The Milky Way Galaxy is a system of up to 400 billion stars, stellar nurseries, rotating arms, and a large black hole in the middle that helps hold everything together, again with gravity.  Our galaxy is so large with such a large gravitational attraction that it has 1 or 2 other smaller galaxies that orbit around it, and these together also form a system.  Groups of galaxies form Galactic Clusters where their mutual gravitational attraction binds them together.  The entire universe consists of spiderweb-like strings of galaxies joined theoretically by Dark Matter.

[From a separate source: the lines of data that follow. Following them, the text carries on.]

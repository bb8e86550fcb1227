//! Typed annotation access with declared defaults

use classforge::{
    AnnotationView, ClassName, Environment, Error, ManagedAnnotation, SourceRoot,
};
use pretty_assertions::assert_eq;

const SOURCES: &[(&str, &str)] = &[
    (
        "meta/Describe.java",
        r#"package meta;

public @interface Describe {
    String value() default "N/A";
    int priority() default 5;
    String[] tags() default {};
    Class<?> owner() default Object.class;
}
"#,
    ),
    (
        "app/Plain.java",
        r#"package app;

import meta.Describe;

@Describe
public class Plain {
    @Describe("X")
    void explicit() {}

    @Describe(tags = "solo", priority = 1)
    void tagged() {}

    @Describe(priority = "high")
    void broken() {}
}
"#,
    ),
];

fn env() -> Environment {
    let mut root = SourceRoot::new("src");
    for (path, text) in SOURCES {
        root.add_file(*path, *text);
    }
    Environment::builder().source_root(root).build().unwrap()
}

/// Hand-written accessor for `@meta.Describe`
struct Describe<'a> {
    view: AnnotationView<'a>,
}

impl<'a> ManagedAnnotation<'a> for Describe<'a> {
    const TYPE_NAME: &'static str = "meta.Describe";

    fn from_view(view: AnnotationView<'a>) -> Self {
        Self { view }
    }
}

impl Describe<'_> {
    fn value(&self) -> classforge::Result<String> {
        self.view.get("value", None)
    }

    fn priority(&self) -> classforge::Result<i32> {
        self.view.get("priority", None)
    }

    fn tags(&self) -> classforge::Result<Vec<String>> {
        self.view.get("tags", None)
    }

    fn owner(&self) -> classforge::Result<ClassName> {
        self.view.get("owner", None)
    }
}

#[test]
fn test_declared_default_applies() {
    let env = env();
    let plain = env.resolve("app.Plain").unwrap();
    let describe: Describe = env.annotation(&plain.annotations).unwrap();
    assert_eq!(describe.value().unwrap(), "N/A");
    assert_eq!(describe.priority().unwrap(), 5);
    assert!(describe.tags().unwrap().is_empty());
    assert_eq!(describe.owner().unwrap(), ClassName("Object".into()));
}

#[test]
fn test_explicit_value_overrides_default() {
    let env = env();
    let plain = env.resolve("app.Plain").unwrap();
    let explicit = plain.method("explicit").unwrap();
    let describe: Describe = env.annotation(&explicit.annotations).unwrap();
    assert_eq!(describe.value().unwrap(), "X");
    assert!(describe.view.is_explicit("value"));
    assert!(!describe.view.is_explicit("priority"));
}

#[test]
fn test_scalar_for_array_element() {
    let env = env();
    let plain = env.resolve("app.Plain").unwrap();
    let tagged = plain.method("tagged").unwrap();
    let describe: Describe = env.annotation(&tagged.annotations).unwrap();
    assert_eq!(describe.tags().unwrap(), vec!["solo"]);
    assert_eq!(describe.priority().unwrap(), 1);
    assert_eq!(describe.value().unwrap(), "N/A");
}

#[test]
fn test_wrong_literal_kind_is_a_mismatch() {
    let env = env();
    let plain = env.resolve("app.Plain").unwrap();
    let broken = plain.method("broken").unwrap();
    let describe: Describe = env.annotation(&broken.annotations).unwrap();
    match describe.priority() {
        Err(Error::MetadataTypeMismatch { element, expected, found }) => {
            assert_eq!(element, "@Describe.priority");
            assert_eq!(expected, "int");
            assert_eq!(found, "string");
        }
        other => panic!("expected a mismatch, got {:?}", other),
    }
}

#[test]
fn test_without_environment_defaults_are_unknown() {
    let env = env();
    let plain = env.resolve("app.Plain").unwrap();
    let describe = Describe::find(&plain.annotations, None).unwrap();
    assert_eq!(describe.value().unwrap(), "");
    assert_eq!(describe.view.get("value", Some("fallback".to_string())).unwrap(), "fallback");
}
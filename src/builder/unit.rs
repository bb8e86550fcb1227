use super::{
    CommentGenerator, ImportValidator, RenderContext, RenderSession, SourceGenerator,
    TypeGenerator,
};
use crate::config::EnvironmentConfig;
use crate::error::{Error, Result};
use crate::model::Environment;
use genco::prelude::*;
use serde::Serialize;

/// A rendered compilation unit, ready to be written by the caller
#[derive(Debug, Clone, PartialEq, Eq, Serialize)]
pub struct GeneratedUnit {
    pub package: String,
    /// Simple name of the primary type
    pub type_name: String,
    pub source: String,
}

impl GeneratedUnit {
    /// Root-relative path the unit belongs at (`a/b/Name.java`)
    pub fn path(&self) -> String {
        if self.package.is_empty() {
            format!("{}.java", self.type_name)
        } else {
            format!("{}/{}.java", self.package.replace('.', "/"), self.type_name)
        }
    }
}

/// Package declaration, imports and top-level types of one file
#[derive(Debug, Clone, Default)]
pub struct CompilationUnitGenerator {
    package: String,
    header: Option<CommentGenerator>,
    types: Vec<TypeGenerator>,
}

impl CompilationUnitGenerator {
    pub fn new(package: impl Into<String>) -> Self {
        Self {
            package: package.into(),
            ..Default::default()
        }
    }

    /// File comment above the package declaration
    pub fn header(mut self, comment: CommentGenerator) -> Self {
        self.header = Some(comment);
        self
    }

    pub fn type_decl(mut self, generator: TypeGenerator) -> Self {
        self.types.push(generator);
        self
    }

    pub fn package(&self) -> &str {
        &self.package
    }

    /// The first public type, else the first type
    pub fn primary_type(&self) -> Option<&TypeGenerator> {
        self.types
            .iter()
            .find(|t| t.is_public())
            .or_else(|| self.types.first())
    }

    /// Render in a fresh session. Type references that need an
    /// Environment fail with `ContextRequired` when `env` is `None`.
    pub fn generate(&self, env: Option<&Environment>, config: &EnvironmentConfig) -> Result<GeneratedUnit> {
        let primary = self
            .primary_type()
            .ok_or_else(|| Error::Render(format!("unit '{}' declares no types", self.package)))?;
        let mut session =
            RenderSession::new(env, config).with_imports(ImportValidator::new(self.package.clone()));
        let source = session.render(self)?;
        tracing::debug!(
            package = %self.package,
            type_name = primary.name(),
            imports = session.imports().imports().len(),
            "generated compilation unit"
        );
        Ok(GeneratedUnit {
            package: self.package.clone(),
            type_name: primary.name().to_string(),
            source,
        })
    }
}

impl SourceGenerator for CompilationUnitGenerator {
    fn render(&self, cx: &mut RenderContext<'_>, out: &mut java::Tokens) -> Result<()> {
        for generator in &self.types {
            for name in generator.declared_names(&self.package) {
                cx.imports().declare(&name);
            }
        }

        // the body decides the imports, so it renders first
        let mut body = java::Tokens::new();
        for (i, generator) in self.types.iter().enumerate() {
            if i > 0 {
                body.line();
            }
            generator.render(cx, &mut body)?;
        }

        if let Some(header) = &self.header {
            header.render(cx, out)?;
        }
        if !self.package.is_empty() {
            out.push();
            out.append(format!("package {};", self.package));
            out.line();
        }
        let imports = cx.imports().imports();
        for import in &imports {
            out.push();
            out.append(format!("import {};", import));
        }
        if !imports.is_empty() {
            out.line();
        }
        out.append(body);
        Ok(())
    }
}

A single atom is also a system, consisting of a large electron cloud bound to a small central nucleus by the electromagnetic force.  The nucleus is also a system consisting of protons and neutrons held together by the strong nuclear force, but each of these is a system consisting of three quarks held together also by the strong nuclear force.  Groups of atoms form molecules, held together by the electromagnetic force.  Large groups of like molecules and atoms form chemicals, coalescing into substances, and these can be combined in different ways to make the materials that everything is made out of.

Your body consists of many different systems working in tandem, but each cell is a very complex system by itself, like a microscopic chemical factory.

The planet Earth also consists of many different systems keeping the whole thing going.

With so many systems from the supergalactic to the subatomic, it gives the impression that there is some sort of design behind it all.